If you’ve been reading my column regularly, you know I enjoy brisk morning walks up toward South Mountain. I find those walks invigorating and thought-provoking.
Recently, I observed my walking and thinking and started applying my observations to running my business. I could see similarities to my commitment to reaching a certain milestone up the hill a ways to accomplishing goals in my business.
What I discerned in that process seemed quite helpful, so I decided to pass on my observations to motivate you to create more short-term goals.
The long term goal
I have no idea how far it is to the apex of the part of the mountain that is near my home and only a mild desire to ever reach it by foot. (Hats off to the people who walk in the 3-Day Walk for the Cure!) The mountain is a useful visual however to put my actual daily goal which is much closer (1 mile up, 1 mile back), into context.
From a business perspective, if I were actually committed to reaching that summit, that would be akin to a long-term business objective or even a company’s mission.
The short term goal
What struck me on my walk is that each day, as soon as I turn the corner out of my development, I set my eyes on the spot almost a mile away I intend to reach that day. It seems far away at the time, but I know based on my past walks, I can make it in 20 minutes. I keep my goal in mind, but I stop looking at it.

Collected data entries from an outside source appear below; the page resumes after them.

use anyhow::{Context, Result};
use clap::{Args, Parser, Subcommand};
use schemerd::config::{DiagramSettings, GenerateOptions, Settings};
use schemerd::import::CatalogQuery;
use schemerd::schema::Scope;
use schemerd::snapshot::Snapshot;
use schemerd::sql::Casing;
use schemerd::theme::Theme;
use schemerd::{import_schema, render_diagram, render_script};
use std::fs;
use std::path::{Path, PathBuf};

#[derive(Parser)]
#[command(name = "schemerd")]
#[command(about = "Render catalog metadata as a DDL script or a Graphviz ER diagram")]
#[command(version)]
struct Cli {
    /// TOML settings file
    #[arg(long, global = true)]
    config: Option<PathBuf>,

    /// Verbose output
    #[arg(short, long, global = true)]
    verbose: bool,

    #[command(subcommand)]
    command: Commands,
}

#[derive(Subcommand)]
enum Commands {
    /// Print the CREATE script for a metadata snapshot
    Script {
        #[command(flatten)]
        input: Input,
    },

    /// Print the DOT diagram for a metadata snapshot
    Diagram {
        #[command(flatten)]
        input: Input,

        /// Diagram theme
        #[arg(short, long)]
        theme: Option<String>,

        /// Show column names in table shapes
        #[arg(long, overrides_with = "no_columns")]
        columns: bool,

        /// Hide column names
        #[arg(long, overrides_with = "columns")]
        no_columns: bool,

        /// Show column data types (with --columns)
        #[arg(long, overrides_with = "no_types")]
        types: bool,

        /// Hide column data types
        #[arg(long, overrides_with = "types")]
        no_types: bool,
    },

    /// Print the catalog queries that produce a snapshot's rows
    Queries {
        /// Database name
        #[arg(long)]
        database: String,

        /// Schema name
        #[arg(long, default_value = "PUBLIC")]
        schema: String,
    },

    /// List diagram themes
    Themes,
}

#[derive(Args)]
struct Input {
    /// JSON metadata snapshot
    snapshot: PathBuf,

    /// Output file (default: stdout)
    #[arg(short, long)]
    output: Option<PathBuf>,

    /// Override the snapshot's database name
    #[arg(long)]
    database: Option<String>,

    /// Override the snapshot's schema name
    #[arg(long)]
    schema: Option<String>,

    /// Letter case of keywords, identifiers and types: upper or lower
    #[arg(short, long, value_parser = parse_casing)]
    casing: Option<Casing>,
}

fn parse_casing(s: &str) -> Result<Casing, String> {
    Casing::from_str(s).ok_or_else(|| format!("unknown casing '{}', expected upper or lower", s))
}

fn upper_case(casing: Option<Casing>) -> Option<bool> {
    casing.map(|casing| casing == Casing::Upper)
}

/// `Some(true)` for `--flag`, `Some(false)` for `--no-flag`, `None` when neither is given.
fn toggle(on: bool, off: bool) -> Option<bool> {
    match (on, off) {
        (true, _) => Some(true),
        (_, true) => Some(false),
        _ => None,
    }
}

fn main() -> Result<()> {
    let cli = Cli::parse();

    let level = if cli.verbose { "debug" } else { "warn" };
    env_logger::Builder::from_env(env_logger::Env::default().default_filter_or(level)).init();

    let settings = match &cli.config {
        Some(path) => Settings::load(path)?,
        None => Settings::default(),
    };

    match cli.command {
        Commands::Script { input } => {
            let overrides = Settings {
                upper_case: upper_case(input.casing),
                ..Settings::default()
            };
            let options = settings.overridden_by(overrides).options();
            let schema = load(&input)?;
            write_output(input.output.as_deref(), &render_script(&schema, &options))
        }
        Commands::Diagram {
            input,
            theme,
            columns,
            no_columns,
            types,
            no_types,
        } => {
            let overrides = Settings {
                upper_case: upper_case(input.casing),
                diagram: DiagramSettings {
                    theme,
                    show_columns: toggle(columns, no_columns),
                    show_types: toggle(types, no_types),
                },
            };
            let options = settings.overridden_by(overrides).options();
            let schema = load(&input)?;
            let dot = render_diagram(&schema, &options)?;
            write_output(input.output.as_deref(), &dot)
        }
        Commands::Queries { database, schema } => {
            let scope = Scope::new(database, schema);
            for query in CatalogQuery::ALL {
                println!("{};", query.sql(&scope));
            }
            Ok(())
        }
        Commands::Themes => {
            let default = GenerateOptions::default().theme;
            for name in Theme::names() {
                let marker = if name == default { " (default)" } else { "" };
                println!("{}{}", name, marker);
            }
            Ok(())
        }
    }
}

fn load(input: &Input) -> Result<schemerd::schema::Schema> {
    let text = fs::read_to_string(&input.snapshot)
        .with_context(|| format!("Failed to read {}", input.snapshot.display()))?;
    let mut snapshot = Snapshot::from_json(&text)
        .with_context(|| format!("Failed to parse {}", input.snapshot.display()))?;

    if let Some(database) = &input.database {
        snapshot.database = database.clone();
    }
    if let Some(schema) = &input.schema {
        snapshot.schema = schema.clone();
    }
    if snapshot.schema.is_empty() {
        if let Some(schema) = snapshot.default_schema() {
            log::info!("no schema named, using {}", schema);
            snapshot.schema = schema;
        }
    }

    let scope = snapshot.scope();
    if scope.is_empty() {
        log::warn!("no database or schema selected");
    }
    let schema = import_schema(&mut snapshot, &scope)
        .with_context(|| format!("Failed to import {}.{}", scope.database, scope.schema))?;
    if !scope.is_empty() && schema.is_empty() {
        log::warn!("found no tables in {}.{}", scope.database, scope.schema);
    }
    Ok(schema)
}

fn write_output(path: Option<&Path>, text: &str) -> Result<()> {
    match path {
        Some(path) => {
            fs::write(path, text).with_context(|| format!("Failed to write {}", path.display()))
        }
        None => {
            print!("{}", text);
            Ok(())
        }
    }
}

I have a few options of where I’ll walk. As I leave my home, I could walk on the sidewalk or the street. I choose the street because there is little traffic and the asphalt feels better beneath my feet than the sidewalk. Once you know where you’re going in your business, the path will become clear and you may have options
The immediate goal
My perspective then becomes quite close, a couple of steps, 2 – 3 feet in front of me. The value of this shorter-term focus is that it keeps me motivated. Focusing on the next 2 steps is easy! I know I can do that. It’s also quite rewarding because I get a tremendous sense of satisfaction by completing each step.
If I were to keep my eyes on the goal a mile away, I might get discouraged and slow down or even give up. But two steps ahead? I can finish those all day every day.

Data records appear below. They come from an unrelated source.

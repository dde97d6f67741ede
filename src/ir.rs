use crate::config::GenerateOptions;
use crate::schema::{ColumnId, Schema, Table};
use crate::sql::ident::{Casing, display_identifier};

#[derive(Debug, Clone, Copy, PartialEq, Eq)]
pub enum Cardinality {
    OneToOne,
    OneToMany,
}

#[derive(Debug, Clone)]
pub struct GraphIR {
    pub nodes: Vec<Node>,
    pub edges: Vec<Edge>,
}

#[derive(Debug, Clone)]
pub struct Node {
    /// Stable node id, never the table name.
    pub id: String,
    pub label: String,
    pub columns: Vec<ColumnIR>,
}

#[derive(Debug, Clone)]
pub struct ColumnIR {
    pub name: String,
    pub typ: String,
    pub is_pk: bool,
    pub is_fk: bool,
    pub nullable: bool,
    pub identity: bool,
    pub unique: bool,
}

#[derive(Debug, Clone)]
pub struct Edge {
    pub from: String,
    pub to: String,
    /// Optional relationship: the first referencing column is nullable.
    pub dashed: bool,
    pub cardinality: Cardinality,
}

impl GraphIR {
    pub fn from_schema(schema: &Schema, options: &GenerateOptions) -> Self {
        let casing = Casing::from_upper(options.use_upper_case);

        let nodes: Vec<Node> = schema
            .tables()
            .map(|(id, table)| {
                let columns: Vec<ColumnIR> = if options.show_columns {
                    schema
                        .columns_of(id)
                        .map(|c| ColumnIR {
                            name: display_identifier(&c.name, casing),
                            typ: casing.apply(&c.data_type),
                            is_pk: c.is_pk(),
                            is_fk: c.is_fk(),
                            nullable: c.nullable,
                            identity: c.identity,
                            unique: c.unique,
                        })
                        .collect()
                } else {
                    Vec::new()
                };

                Node {
                    id: table.label.clone(),
                    label: display_identifier(&table.name, casing),
                    columns,
                }
            })
            .collect();

        let edges: Vec<Edge> = schema
            .tables()
            .flat_map(move |(_, table)| {
                table
                    .foreign_keys
                    .values()
                    .filter_map(move |columns| foreign_key_edge(schema, table, columns))
            })
            .collect();

        GraphIR { nodes, edges }
    }
}

fn foreign_key_edge(schema: &Schema, table: &Table, columns: &[ColumnId]) -> Option<Edge> {
    let first = schema.column(*columns.first()?);
    let target = schema.referenced_table(first)?;

    // One-to-one when the foreign key is the whole primary key of its table
    // and the referenced key has as many columns.
    let is_whole_pk = columns.iter().all(|&id| schema.column(id).is_pk())
        && columns.len() == table.primary_key.len();
    let cardinality = if is_whole_pk && table.primary_key.len() == target.primary_key.len() {
        Cardinality::OneToOne
    } else {
        Cardinality::OneToMany
    };

    Some(Edge {
        from: table.label.clone(),
        to: target.label.clone(),
        dashed: first.nullable,
        cardinality,
    })
}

When I’m walking on a lot of uneven-sized rocks, the focus is even shorter. Those rocks represent potential obstacles, roadblocks or surprises in your business.When your focus is on the immediate future, you can see and avoid potential dangers before they become problems. I have to navigate the uneven path more carefully because one mis-step on one rock that moves unexpectedly could result in a sprained or twisted ankle (which actually happened about a month ago).

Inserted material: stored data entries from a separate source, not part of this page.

//! Themes Core - Headless library for theme payloads and theme queries.
//!
//! This crate turns theme listings from WordPress.com, WordPress.org and
//! Jetpack into one canonical [`Theme`] shape, builds stable cache keys for
//! theme queries, and matches themes against queries client-side for
//! sources that cannot filter on their own. It does no I/O beyond optional
//! configuration loading.
//!
//! # Example
//!
//! ```rust
//! use serde_json::json;
//! use themes_core::{
//!     deserialize_query, filter_themes_for_jetpack, serialize_query, DefaultQuery, ThemeQuery,
//!     ThemeSource,
//! };
//!
//! let defaults = DefaultQuery::standard();
//! let raw = json!({ "id": "twentysixteen", "name": "Twenty Sixteen", "tags": ["blue"] });
//! let theme = ThemeSource::Jetpack.normalize(raw.as_object().unwrap());
//!
//! let query = ThemeQuery::new().with("filter", "blue").with("number", 20);
//! let key = serialize_query(&query, &defaults, Some(2916284));
//! assert_eq!(key, r#"2916284:{"filter":"blue"}"#);
//! assert_eq!(deserialize_query(&key).site_id, Some(2916284));
//!
//! let themes = vec![theme];
//! assert_eq!(filter_themes_for_jetpack(&themes, &query, &defaults).len(), 1);
//! ```

pub mod cache;
pub mod config;
pub mod error;
pub mod json;
pub mod matcher;
pub mod models;
pub mod normalize;
pub mod premium;
pub mod query;

// Re-export commonly used types
pub use cache::ThemeQueryCache;
pub use config::{CacheConfig, DefaultQuery, ThemesConfig};
pub use error::{Result, ThemesError};
pub use matcher::{filter_themes_for_jetpack, get_theme_taxonomy_slugs, is_theme_matching_query};
pub use models::{QueryDetails, Taxonomies, Theme, ThemeCost, ThemeQuery, ThemeTerm};
pub use normalize::{
    normalize_jetpack_theme, normalize_theme_list, normalize_theme_value, normalize_wpcom_theme,
    normalize_wporg_theme, ThemeSource,
};
pub use premium::{get_theme_id_from_stylesheet, is_premium, is_premium_theme};
pub use query::{deserialize_query, normalize_query, serialize_query, serialize_query_without_page};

It slowed me down, stopped the walks for a couple of days and required an athletic band for a couple of weeks as it healed.
The ‘rocks’ might even be interesting distractions that grab your attention and take your focus off your main goal. Outlook and Facebook can be distractions if you aren’t strategic, purposeful and organized about interacting with them. Taking classes that sound interesting but aren’t critical to your success is a distraction as is taking a class and never implementing what you learn.
Periodically, I look toward my visual end point. Since I haven’t looked for a while, it looks closer and this makes me happy! I feel progress is happening and it incites me to make more. Focus Then it’s back to looking only 2 – 3 feet ahead. My attention is on form, breathing, making sure I’m keeping my desired pace up.
I’m determined to reach the daily goal in my mind, but my focus is on my immediate behaviors, attitudes and actions that will get me there.
While I’m focused on my one-step-at-a-time movements, I’m also aware of my surroundings. I enjoy encounters with nature, occasional bunny/jack rabbits, roadrunners, quail, flowering cacti, bird calls, the sun on my body, the wind by my ears. These distractions make the trip enjoyable. They put a smile on my face and spur creativity.
The lesson here is, as you’re pursuing your goals, make sure you smell the roses. If you love what you do, you’ll get pleasure from that. But occasionally, you might need to schedule in some fun to make sure it happens. You know what they say about all work and no play.
Occasionally, I’ll encounter a car approaching me. If my sights are off in the distance, I’ll see it. Then I play the game of estimating how quickly and at what point we’ll ‘meet’ so I can determine where I’ll step off the asphalt and onto the rocky roadside. In your business, you need to stay alert to incoming objects and anticipate how you’ll deal with them. You may need to adjust your actions and come up with contingency plans. Being alert allows you to anticipate issues before they become problems and avert them before they do damage.